Bolton Solar Power

Redesigning a solar monitoring console for desktop and mobile web

User Research
3 MONTHS (2022)
Note: To comply with an NDA, I have omitted and replaced confidential information, including the company name.



For over two decades, Bolton Energy Solutions has designed and produced solar power systems ranging anywhere from personal standalone units to solutions for large-scale commercial properties like hotels, apartment complexes, and corporate offices for household-name Fortune 500 companies.

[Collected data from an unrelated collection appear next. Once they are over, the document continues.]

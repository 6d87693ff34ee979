//! Lab orders: truth lookup plus imperfect test performance

use rand::Rng;
use rand_chacha::ChaCha8Rng;
use serde::{Deserialize, Serialize};
use std::fmt;

use crate::core::config::TestCharacteristics;
use crate::core::error::{Result, SimError};
use crate::core::types::{LabTest, SampleId, SampleType, VillageId};
use crate::truth::samples::LabSample;

#[derive(Debug, Clone, PartialEq, Eq, Serialize, Deserialize)]
pub struct LabOrder {
    pub sample_type: SampleType,
    pub village_id: VillageId,
    pub test: LabTest,
    pub source_description: String,
}

#[derive(Debug, Clone, Copy, PartialEq, Eq, Serialize, Deserialize)]
#[serde(rename_all = "lowercase")]
pub enum TestResult {
    Positive,
    Negative,
}

impl fmt::Display for TestResult {
    fn fmt(&self, f: &mut fmt::Formatter<'_>) -> fmt::Result {
        f.write_str(match self {
            TestResult::Positive => "positive",
            TestResult::Negative => "negative",
        })
    }
}

#[derive(Debug, Clone, PartialEq, Eq, Serialize, Deserialize)]
pub struct LabResult {
    pub sample_id: SampleId,
    pub sample_type: SampleType,
    pub village_id: VillageId,
    pub test: LabTest,
    pub source_description: String,
    pub result: TestResult,
    pub turnaround_days: u32,
    pub cost: u32,
}

/// True status for a sample type in a village; no matching sample means negative
pub fn true_status(samples: &[LabSample], sample_type: SampleType, village_id: VillageId) -> bool {
    samples
        .iter()
        .any(|s| s.sample_type == sample_type && s.village_id == village_id && s.true_positive)
}

/// Run one order through the lab
///
/// The observed result is positive with probability `sensitivity` when the
/// truth is positive and `1 - specificity` when it is negative. `order_number`
/// numbers the returned sample id.
pub fn process_lab_order(
    order: &LabOrder,
    order_number: usize,
    samples: &[LabSample],
    characteristics: &TestCharacteristics,
    rng: &mut ChaCha8Rng,
) -> Result<LabResult> {
    if order.test.sample_type() != order.sample_type {
        return Err(SimError::InvalidLabOrder(format!(
            "{} cannot be run on {} (needs {})",
            order.test,
            order.sample_type,
            order.test.sample_type()
        )));
    }
    if characteristics.test != order.test {
        return Err(SimError::InvalidLabOrder(format!(
            "characteristics for {} supplied for a {} order",
            characteristics.test, order.test
        )));
    }

    let truly_positive = true_status(samples, order.sample_type, order.village_id);
    let p_positive = if truly_positive {
        characteristics.sensitivity
    } else {
        1.0 - characteristics.specificity
    };
    let result = if rng.gen_bool(p_positive) {
        TestResult::Positive
    } else {
        TestResult::Negative
    };

    tracing::debug!(
        "Lab order {}: {} on {} from {} -> {}",
        order_number,
        order.test,
        order.sample_type,
        order.village_id,
        result
    );

    Ok(LabResult {
        sample_id: SampleId(format!("LAB-{:04}", order_number)),
        sample_type: order.sample_type,
        village_id: order.village_id,
        test: order.test,
        source_description: order.source_description.clone(),
        result,
        turnaround_days: characteristics.turnaround_days,
        cost: characteristics.cost,
    })
}

#[cfg(test)]
mod tests {
    use super::*;
    use crate::core::config::SimulationConfig;
    use rand::SeedableRng;

    fn sample(sample_type: SampleType, village: u32, positive: bool) -> LabSample {
        LabSample {
            id: SampleId("LS-001".into()),
            sample_type,
            village_id: VillageId(village),
            true_positive: positive,
        }
    }

    fn order(test: LabTest, village: u32) -> LabOrder {
        LabOrder {
            sample_type: test.sample_type(),
            village_id: VillageId(village),
            test,
            source_description: "Case from Nalu".into(),
        }
    }

    #[test]
    fn test_true_status_unmatched_is_negative() {
        let samples = vec![sample(SampleType::PigSerum, 1, true)];
        assert!(true_status(&samples, SampleType::PigSerum, VillageId(1)));
        assert!(!true_status(&samples, SampleType::PigSerum, VillageId(3)));
        assert!(!true_status(&samples, SampleType::MosquitoPool, VillageId(1)));
    }

    #[test]
    fn test_mismatched_test_rejected() {
        let config = SimulationConfig::default();
        let chars = config.test_characteristics(LabTest::JeAbPig).unwrap();
        let mut bad = order(LabTest::JeAbPig, 1);
        bad.sample_type = SampleType::HumanCsf;
        let mut rng = ChaCha8Rng::seed_from_u64(1);
        assert!(matches!(
            process_lab_order(&bad, 1, &[], chars, &mut rng),
            Err(SimError::InvalidLabOrder(_))
        ));
    }

    #[test]
    fn test_result_carries_cost_and_turnaround() {
        let config = SimulationConfig::default();
        let chars = config.test_characteristics(LabTest::JePcrMosquito).unwrap();
        let mut rng = ChaCha8Rng::seed_from_u64(1);
        let result = process_lab_order(&order(LabTest::JePcrMosquito, 2), 7, &[], chars, &mut rng).unwrap();
        assert_eq!(result.sample_id, SampleId("LAB-0007".into()));
        assert_eq!(result.cost, chars.cost);
        assert_eq!(result.turnaround_days, chars.turnaround_days);
    }

    #[test]
    fn test_perfect_test_reports_truth() {
        let mut chars = SimulationConfig::default()
            .test_characteristics(LabTest::JeIgmCsf)
            .unwrap()
            .clone();
        chars.sensitivity = 1.0;
        chars.specificity = 1.0;
        let samples = vec![sample(SampleType::HumanCsf, 1, true)];
        let mut rng = ChaCha8Rng::seed_from_u64(5);
        for n in 0..50 {
            let pos = process_lab_order(&order(LabTest::JeIgmCsf, 1), n, &samples, &chars, &mut rng).unwrap();
            let neg = process_lab_order(&order(LabTest::JeIgmCsf, 2), n, &samples, &chars, &mut rng).unwrap();
            assert_eq!(pos.result, TestResult::Positive);
            assert_eq!(neg.result, TestResult::Negative);
        }
    }
}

Bolton customers need a way to monitor their systems that is immediate and accurate, providing them with exact metrics in real time. Enter the console, a tool to remotely monitor power systems and identify irregularities early on so they can be addressed and resolved before they become critical. When I was brought in, the product was in early development, but the interface urgently needed a redesign.

The Problem

Poor usability and accessibility

The existing interface, built by engineers, was hampered by accessibility and usability problems.

No design source of truth

A lack of design standardization meant complicated internal communication, and the current design was neither scalable nor mobile-friendly.

Outdated branding

Additionally, Bolton’s brand was in need of a refresh—its appearance was at odds with the modern nature of their products.

The Task

Fully revamp the console experience

Rethink the product design from the ground up, delivering a redesign with improved usability.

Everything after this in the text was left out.